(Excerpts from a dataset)
= Beginning of Section =
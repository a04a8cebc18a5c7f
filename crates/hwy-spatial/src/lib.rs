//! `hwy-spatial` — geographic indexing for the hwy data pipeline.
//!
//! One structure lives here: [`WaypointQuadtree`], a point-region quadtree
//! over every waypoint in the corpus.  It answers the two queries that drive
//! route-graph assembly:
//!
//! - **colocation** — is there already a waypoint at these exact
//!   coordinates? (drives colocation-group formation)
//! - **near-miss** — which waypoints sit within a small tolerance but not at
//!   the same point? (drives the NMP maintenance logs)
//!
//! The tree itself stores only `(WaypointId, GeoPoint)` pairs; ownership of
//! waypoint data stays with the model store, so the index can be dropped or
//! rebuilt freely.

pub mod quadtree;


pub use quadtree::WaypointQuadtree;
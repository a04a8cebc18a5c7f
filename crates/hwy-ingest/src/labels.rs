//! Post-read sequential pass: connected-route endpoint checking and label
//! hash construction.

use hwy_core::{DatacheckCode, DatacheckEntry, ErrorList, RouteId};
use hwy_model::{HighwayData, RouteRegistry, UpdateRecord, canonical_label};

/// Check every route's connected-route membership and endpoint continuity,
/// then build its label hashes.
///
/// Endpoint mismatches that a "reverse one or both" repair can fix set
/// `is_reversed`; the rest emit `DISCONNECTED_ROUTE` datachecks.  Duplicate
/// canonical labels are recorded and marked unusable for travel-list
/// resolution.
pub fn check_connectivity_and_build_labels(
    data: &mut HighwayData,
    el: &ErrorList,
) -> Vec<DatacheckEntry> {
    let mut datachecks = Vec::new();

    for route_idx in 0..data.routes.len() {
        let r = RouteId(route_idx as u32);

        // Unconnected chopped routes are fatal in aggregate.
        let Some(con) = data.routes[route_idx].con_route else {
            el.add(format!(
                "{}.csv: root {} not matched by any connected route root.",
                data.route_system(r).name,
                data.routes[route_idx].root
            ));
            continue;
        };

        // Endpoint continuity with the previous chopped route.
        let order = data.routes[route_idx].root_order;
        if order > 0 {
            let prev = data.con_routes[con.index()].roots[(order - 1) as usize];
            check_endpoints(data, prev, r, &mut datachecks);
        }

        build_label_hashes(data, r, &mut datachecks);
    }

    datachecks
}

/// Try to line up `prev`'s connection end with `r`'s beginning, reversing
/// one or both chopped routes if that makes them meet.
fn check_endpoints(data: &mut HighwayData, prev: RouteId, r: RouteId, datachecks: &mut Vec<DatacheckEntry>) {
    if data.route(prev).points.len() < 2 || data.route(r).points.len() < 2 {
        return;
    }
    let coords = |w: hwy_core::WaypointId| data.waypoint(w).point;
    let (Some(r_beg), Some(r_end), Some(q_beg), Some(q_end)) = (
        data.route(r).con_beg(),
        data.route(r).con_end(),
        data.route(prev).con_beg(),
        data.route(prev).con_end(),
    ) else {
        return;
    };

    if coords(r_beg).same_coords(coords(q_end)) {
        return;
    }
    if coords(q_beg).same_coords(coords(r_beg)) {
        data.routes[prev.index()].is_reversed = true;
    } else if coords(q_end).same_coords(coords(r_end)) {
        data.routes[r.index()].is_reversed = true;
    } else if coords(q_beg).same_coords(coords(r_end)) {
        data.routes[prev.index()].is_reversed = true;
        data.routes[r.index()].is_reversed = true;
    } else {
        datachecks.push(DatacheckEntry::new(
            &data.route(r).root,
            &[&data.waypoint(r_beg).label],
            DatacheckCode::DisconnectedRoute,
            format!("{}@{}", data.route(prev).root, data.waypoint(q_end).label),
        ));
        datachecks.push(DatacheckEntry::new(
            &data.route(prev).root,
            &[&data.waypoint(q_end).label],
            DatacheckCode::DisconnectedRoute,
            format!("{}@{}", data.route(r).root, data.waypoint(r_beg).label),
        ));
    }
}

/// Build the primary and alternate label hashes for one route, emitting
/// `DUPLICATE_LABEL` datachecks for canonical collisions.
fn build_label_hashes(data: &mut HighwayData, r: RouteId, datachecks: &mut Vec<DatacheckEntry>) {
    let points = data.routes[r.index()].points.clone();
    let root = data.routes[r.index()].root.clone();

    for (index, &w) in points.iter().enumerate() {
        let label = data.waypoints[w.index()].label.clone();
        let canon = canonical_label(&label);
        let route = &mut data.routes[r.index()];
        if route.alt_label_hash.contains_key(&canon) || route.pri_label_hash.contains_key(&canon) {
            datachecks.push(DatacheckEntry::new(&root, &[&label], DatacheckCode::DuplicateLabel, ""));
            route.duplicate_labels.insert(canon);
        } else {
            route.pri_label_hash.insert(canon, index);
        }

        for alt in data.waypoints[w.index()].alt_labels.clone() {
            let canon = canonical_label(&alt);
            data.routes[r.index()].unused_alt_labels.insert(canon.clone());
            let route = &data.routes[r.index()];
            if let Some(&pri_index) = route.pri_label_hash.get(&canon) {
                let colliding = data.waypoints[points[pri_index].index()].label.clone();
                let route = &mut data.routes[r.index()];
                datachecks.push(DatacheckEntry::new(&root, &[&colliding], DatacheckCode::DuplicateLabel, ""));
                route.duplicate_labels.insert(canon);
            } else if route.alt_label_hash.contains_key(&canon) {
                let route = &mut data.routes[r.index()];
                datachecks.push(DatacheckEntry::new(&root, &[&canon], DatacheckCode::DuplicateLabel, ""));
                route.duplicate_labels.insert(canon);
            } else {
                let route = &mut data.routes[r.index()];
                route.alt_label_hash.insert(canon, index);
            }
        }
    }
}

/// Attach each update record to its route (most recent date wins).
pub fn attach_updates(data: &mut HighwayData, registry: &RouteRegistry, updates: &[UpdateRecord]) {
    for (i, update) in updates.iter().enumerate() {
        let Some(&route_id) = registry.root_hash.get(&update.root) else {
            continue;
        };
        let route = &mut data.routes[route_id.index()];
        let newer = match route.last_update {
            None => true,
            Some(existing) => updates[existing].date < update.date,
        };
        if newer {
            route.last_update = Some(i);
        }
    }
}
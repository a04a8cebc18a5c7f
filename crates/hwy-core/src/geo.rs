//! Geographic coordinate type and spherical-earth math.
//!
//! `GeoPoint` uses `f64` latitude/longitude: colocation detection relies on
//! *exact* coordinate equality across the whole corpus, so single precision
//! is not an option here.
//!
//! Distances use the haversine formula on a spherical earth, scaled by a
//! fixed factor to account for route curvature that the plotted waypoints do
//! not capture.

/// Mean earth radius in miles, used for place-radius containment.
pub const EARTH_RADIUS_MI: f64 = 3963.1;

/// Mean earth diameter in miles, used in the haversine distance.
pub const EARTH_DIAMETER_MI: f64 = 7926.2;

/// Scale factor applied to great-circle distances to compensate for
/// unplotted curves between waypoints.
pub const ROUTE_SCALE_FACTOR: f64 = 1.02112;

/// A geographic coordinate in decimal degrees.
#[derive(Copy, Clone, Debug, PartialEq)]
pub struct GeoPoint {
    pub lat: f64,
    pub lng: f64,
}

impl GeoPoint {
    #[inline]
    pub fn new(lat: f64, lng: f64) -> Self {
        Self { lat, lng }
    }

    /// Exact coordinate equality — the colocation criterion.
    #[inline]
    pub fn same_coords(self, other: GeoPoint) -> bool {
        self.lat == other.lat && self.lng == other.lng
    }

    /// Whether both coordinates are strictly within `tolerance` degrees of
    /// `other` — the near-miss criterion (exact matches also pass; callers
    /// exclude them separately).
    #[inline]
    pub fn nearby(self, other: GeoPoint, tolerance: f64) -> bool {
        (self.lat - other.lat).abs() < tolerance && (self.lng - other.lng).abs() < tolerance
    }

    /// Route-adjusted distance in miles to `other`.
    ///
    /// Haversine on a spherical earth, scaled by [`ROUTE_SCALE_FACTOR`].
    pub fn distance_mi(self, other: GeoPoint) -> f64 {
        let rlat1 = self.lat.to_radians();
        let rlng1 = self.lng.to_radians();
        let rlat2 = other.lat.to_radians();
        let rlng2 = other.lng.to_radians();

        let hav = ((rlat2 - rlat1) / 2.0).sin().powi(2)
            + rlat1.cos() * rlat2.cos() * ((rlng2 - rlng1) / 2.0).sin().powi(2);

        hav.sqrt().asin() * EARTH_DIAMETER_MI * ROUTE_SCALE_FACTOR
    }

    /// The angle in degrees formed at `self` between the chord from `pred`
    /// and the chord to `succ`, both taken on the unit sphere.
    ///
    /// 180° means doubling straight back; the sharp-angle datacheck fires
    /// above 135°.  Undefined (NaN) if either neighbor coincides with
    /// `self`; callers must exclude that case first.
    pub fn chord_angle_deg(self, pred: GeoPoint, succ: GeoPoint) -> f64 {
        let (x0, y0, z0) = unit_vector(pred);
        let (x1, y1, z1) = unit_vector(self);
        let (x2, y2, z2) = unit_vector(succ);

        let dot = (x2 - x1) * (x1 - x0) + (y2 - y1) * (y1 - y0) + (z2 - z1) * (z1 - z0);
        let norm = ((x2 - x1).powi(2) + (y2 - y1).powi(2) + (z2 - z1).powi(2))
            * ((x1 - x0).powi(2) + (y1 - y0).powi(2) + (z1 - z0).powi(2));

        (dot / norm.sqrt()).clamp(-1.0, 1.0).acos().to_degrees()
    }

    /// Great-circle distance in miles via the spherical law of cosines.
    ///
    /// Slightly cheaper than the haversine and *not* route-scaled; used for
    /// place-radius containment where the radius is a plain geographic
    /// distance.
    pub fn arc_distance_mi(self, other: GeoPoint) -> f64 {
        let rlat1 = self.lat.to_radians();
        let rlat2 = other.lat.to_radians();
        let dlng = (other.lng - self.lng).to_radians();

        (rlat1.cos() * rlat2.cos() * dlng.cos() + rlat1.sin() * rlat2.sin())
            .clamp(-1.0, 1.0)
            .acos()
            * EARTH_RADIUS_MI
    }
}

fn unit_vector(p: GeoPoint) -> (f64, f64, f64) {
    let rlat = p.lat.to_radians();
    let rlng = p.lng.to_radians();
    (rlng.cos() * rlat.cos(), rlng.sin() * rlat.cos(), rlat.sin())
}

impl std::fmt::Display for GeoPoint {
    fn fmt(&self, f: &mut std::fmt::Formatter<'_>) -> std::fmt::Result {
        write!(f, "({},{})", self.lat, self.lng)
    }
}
= End of Section =
= Beginning of Section =
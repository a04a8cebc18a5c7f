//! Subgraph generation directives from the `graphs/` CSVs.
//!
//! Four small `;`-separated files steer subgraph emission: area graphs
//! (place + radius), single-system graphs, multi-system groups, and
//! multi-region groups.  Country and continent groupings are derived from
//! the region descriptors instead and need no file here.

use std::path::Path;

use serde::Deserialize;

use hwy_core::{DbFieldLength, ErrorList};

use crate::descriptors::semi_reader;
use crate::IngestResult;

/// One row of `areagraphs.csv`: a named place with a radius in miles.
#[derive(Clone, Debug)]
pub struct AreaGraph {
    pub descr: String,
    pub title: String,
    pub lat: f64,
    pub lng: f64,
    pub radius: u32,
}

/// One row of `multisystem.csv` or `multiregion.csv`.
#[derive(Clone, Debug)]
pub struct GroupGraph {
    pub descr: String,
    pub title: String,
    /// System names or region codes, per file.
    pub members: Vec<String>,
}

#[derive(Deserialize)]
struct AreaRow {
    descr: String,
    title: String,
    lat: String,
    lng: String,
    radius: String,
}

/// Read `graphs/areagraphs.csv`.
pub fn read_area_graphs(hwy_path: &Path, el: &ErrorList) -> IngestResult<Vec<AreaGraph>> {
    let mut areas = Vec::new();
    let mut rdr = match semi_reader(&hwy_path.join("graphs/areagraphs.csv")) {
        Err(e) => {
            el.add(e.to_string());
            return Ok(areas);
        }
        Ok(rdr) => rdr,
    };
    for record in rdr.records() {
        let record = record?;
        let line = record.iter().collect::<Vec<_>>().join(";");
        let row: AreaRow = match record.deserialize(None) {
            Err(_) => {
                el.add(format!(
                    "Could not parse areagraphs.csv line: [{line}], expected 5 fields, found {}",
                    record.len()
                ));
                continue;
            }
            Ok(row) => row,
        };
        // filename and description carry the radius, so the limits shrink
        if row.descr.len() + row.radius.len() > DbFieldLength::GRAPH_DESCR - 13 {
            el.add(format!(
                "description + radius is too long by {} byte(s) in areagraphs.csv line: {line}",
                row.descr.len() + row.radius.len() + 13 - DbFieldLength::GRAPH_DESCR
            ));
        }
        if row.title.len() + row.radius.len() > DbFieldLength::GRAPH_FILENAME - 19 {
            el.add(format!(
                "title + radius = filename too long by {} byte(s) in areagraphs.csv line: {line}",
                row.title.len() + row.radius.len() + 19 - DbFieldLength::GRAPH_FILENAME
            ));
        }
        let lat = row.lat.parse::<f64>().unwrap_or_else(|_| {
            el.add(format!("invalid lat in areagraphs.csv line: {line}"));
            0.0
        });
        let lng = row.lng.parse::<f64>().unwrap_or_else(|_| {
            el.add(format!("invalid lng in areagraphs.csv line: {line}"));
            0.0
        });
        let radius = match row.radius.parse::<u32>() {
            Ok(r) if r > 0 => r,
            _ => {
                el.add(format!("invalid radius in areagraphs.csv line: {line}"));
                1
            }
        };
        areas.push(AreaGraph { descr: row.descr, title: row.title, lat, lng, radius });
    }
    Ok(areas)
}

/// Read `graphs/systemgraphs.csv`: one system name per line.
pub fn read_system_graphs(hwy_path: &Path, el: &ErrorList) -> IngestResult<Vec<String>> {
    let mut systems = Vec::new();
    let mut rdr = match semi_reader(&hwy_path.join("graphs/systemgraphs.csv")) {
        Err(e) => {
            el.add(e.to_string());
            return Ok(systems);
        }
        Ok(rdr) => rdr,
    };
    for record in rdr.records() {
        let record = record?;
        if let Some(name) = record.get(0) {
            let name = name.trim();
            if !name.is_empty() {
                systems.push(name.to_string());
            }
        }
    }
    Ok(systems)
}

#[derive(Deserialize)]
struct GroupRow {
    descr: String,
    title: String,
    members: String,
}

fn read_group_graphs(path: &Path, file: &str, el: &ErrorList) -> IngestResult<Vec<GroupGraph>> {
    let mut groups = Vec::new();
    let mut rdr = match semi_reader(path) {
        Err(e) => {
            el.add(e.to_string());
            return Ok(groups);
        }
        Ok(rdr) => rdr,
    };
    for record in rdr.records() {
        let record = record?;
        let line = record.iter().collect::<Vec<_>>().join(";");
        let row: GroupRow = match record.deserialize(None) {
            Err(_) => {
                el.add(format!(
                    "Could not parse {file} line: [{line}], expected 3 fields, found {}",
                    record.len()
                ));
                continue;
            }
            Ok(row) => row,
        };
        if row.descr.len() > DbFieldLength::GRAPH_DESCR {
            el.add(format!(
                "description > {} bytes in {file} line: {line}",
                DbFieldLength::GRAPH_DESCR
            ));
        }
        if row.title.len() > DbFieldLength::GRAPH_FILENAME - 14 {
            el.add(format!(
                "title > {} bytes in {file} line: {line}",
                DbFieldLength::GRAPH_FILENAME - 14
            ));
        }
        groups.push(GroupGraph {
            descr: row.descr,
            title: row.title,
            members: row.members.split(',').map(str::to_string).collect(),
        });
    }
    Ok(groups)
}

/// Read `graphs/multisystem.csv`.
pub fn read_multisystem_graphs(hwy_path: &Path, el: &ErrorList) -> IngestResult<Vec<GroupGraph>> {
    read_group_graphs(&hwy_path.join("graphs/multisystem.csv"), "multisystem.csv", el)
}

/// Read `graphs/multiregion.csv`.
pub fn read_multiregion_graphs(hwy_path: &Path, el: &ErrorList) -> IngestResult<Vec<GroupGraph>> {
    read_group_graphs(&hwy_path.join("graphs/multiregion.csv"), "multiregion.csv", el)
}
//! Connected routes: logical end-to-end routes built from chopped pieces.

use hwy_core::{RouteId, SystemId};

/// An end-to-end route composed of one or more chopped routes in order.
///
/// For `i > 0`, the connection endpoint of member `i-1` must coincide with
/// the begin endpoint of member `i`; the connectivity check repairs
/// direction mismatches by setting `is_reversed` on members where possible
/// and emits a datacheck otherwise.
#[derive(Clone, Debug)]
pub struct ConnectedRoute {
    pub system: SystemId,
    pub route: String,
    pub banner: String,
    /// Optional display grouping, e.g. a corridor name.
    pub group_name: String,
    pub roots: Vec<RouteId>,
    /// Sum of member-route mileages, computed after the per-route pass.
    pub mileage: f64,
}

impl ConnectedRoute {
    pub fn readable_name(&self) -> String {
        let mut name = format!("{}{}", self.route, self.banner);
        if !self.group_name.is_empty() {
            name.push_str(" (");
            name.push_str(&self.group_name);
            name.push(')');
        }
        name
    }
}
= End of Section =
Please say how many lines in the entries hold the string "drives". Give only the number.

2